**Instructions for the task:** From the records below, give the number of lines that contain the string "have", without any other text.

Top of Material for this task

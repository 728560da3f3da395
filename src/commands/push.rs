//! Handle push command: copy the objects a local ref needs into the remote
//! store, then move the remote ref.

use std::collections::HashMap;
use std::io::Write;

use anyhow::Result;

use crate::error::{self, Error};
use crate::git::LocalRepository;
use crate::object::{self, ObjectId};
use crate::session::Session;
use crate::storage::RemoteStore;
use crate::walk::reachable;

/// A parsed `<src>:<dst>` refspec with an optional leading `+`.
#[derive(Debug, Clone, PartialEq, Eq)]
pub struct PushSpec {
    /// Local source ref; empty means delete `dst`.
    pub src: String,
    pub dst: String,
    pub force: bool,
}

impl PushSpec {
    pub fn parse(spec: &str) -> error::Result<Self> {
        let (src, dst) = spec
            .split_once(':')
            .ok_or_else(|| Error::Protocol(format!("push refspec without ':': {spec:?}")))?;
        if dst.is_empty() {
            return Err(Error::Protocol(format!("push refspec without destination: {spec:?}")));
        }

        let (src, force) = match src.strip_prefix('+') {
            Some(src) => (src, true),
            None => (src, false),
        };

        Ok(PushSpec {
            src: src.to_string(),
            dst: dst.to_string(),
            force,
        })
    }
}

/// What a successful push did.
#[derive(Debug, Clone, PartialEq, Eq, Default)]
pub struct PushReport {
    /// Objects written to the remote store.
    pub transferred: Vec<ObjectId>,
    /// `dst` did not exist before.
    pub created: bool,
    pub deleted: bool,
}

/// Push `spec.src` into the remote ref `spec.dst`.
///
/// The ref is moved only after every object is stored, so a failure leaves
/// the remote at its pre-push state (already written objects stay behind and
/// are harmless to rewrite).
pub fn push<L, R>(session: Session<'_, L, R>, spec: &PushSpec) -> error::Result<PushReport>
where
    L: LocalRepository,
    R: RemoteStore,
{
    let Session {
        local,
        remote,
        config,
    } = session;

    if spec.src.is_empty() {
        // Objects stay in the store; there is no garbage collection.
        remote.set_ref(&spec.dst, None)?;
        tracing::info!("deleted remote ref {}", spec.dst);
        return Ok(PushReport {
            deleted: true,
            ..PushReport::default()
        });
    }

    let want = local.resolve(&spec.src)?;
    let current = remote.get_refs()?.get(&spec.dst).cloned();
    let have = if spec.force { None } else { current.clone() };
    tracing::debug!(
        "push {} ({}) -> {} (have {:?}, force {})",
        spec.src,
        want,
        spec.dst,
        have,
        spec.force
    );

    // Everything reachable from `have` is already in the remote, because a
    // ref only ever moves after its whole closure was stored, and objects
    // are written dependencies first.
    let mut framed: HashMap<ObjectId, Vec<u8>> = HashMap::new();
    let ids = reachable(
        &want,
        |id| Ok(have.as_ref() == Some(id) || remote.has(id)?),
        |id| {
            let data = local.get(id)?;
            if config.verify_object_ids {
                object::verify(id, &data)?;
            }
            let object = object::decode(id, &data)?;
            framed.insert(id.clone(), data);
            Ok(object)
        },
        config.max_walk_depth,
    )?;

    for id in &ids {
        let data = framed
            .remove(id)
            .ok_or_else(|| Error::ObjectNotFound(id.to_string()))?;
        remote.put(id, &data)?;
        tracing::debug!("pushed {}", id);
    }

    remote.set_ref(&spec.dst, Some(&want))?;
    tracing::info!(
        "pushed {} object(s), {} -> {}",
        ids.len(),
        spec.dst,
        want
    );

    Ok(PushReport {
        transferred: ids,
        created: current.is_none(),
        deleted: false,
    })
}

/// Run one push and report it as `ok <dst>` or `error <dst> <message>`.
/// Returns whether the push succeeded.
pub fn handle<L, R, W>(session: Session<'_, L, R>, output: &mut W, spec: &PushSpec) -> Result<bool>
where
    L: LocalRepository,
    R: RemoteStore,
    W: Write,
{
    match push(session, spec) {
        Ok(report) => {
            tracing::debug!(
                "push {}: {} object(s), created {}, deleted {}",
                spec.dst,
                report.transferred.len(),
                report.created,
                report.deleted
            );
            writeln!(output, "ok {}", spec.dst)?;
            Ok(true)
        }
        Err(e) => {
            tracing::error!("push {}:{} failed: {}", spec.src, spec.dst, e);
            writeln!(output, "error {} {}", spec.dst, e)?;
            Ok(false)
        }
    }
}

Bottom of Material for this task

**Finished task:** 5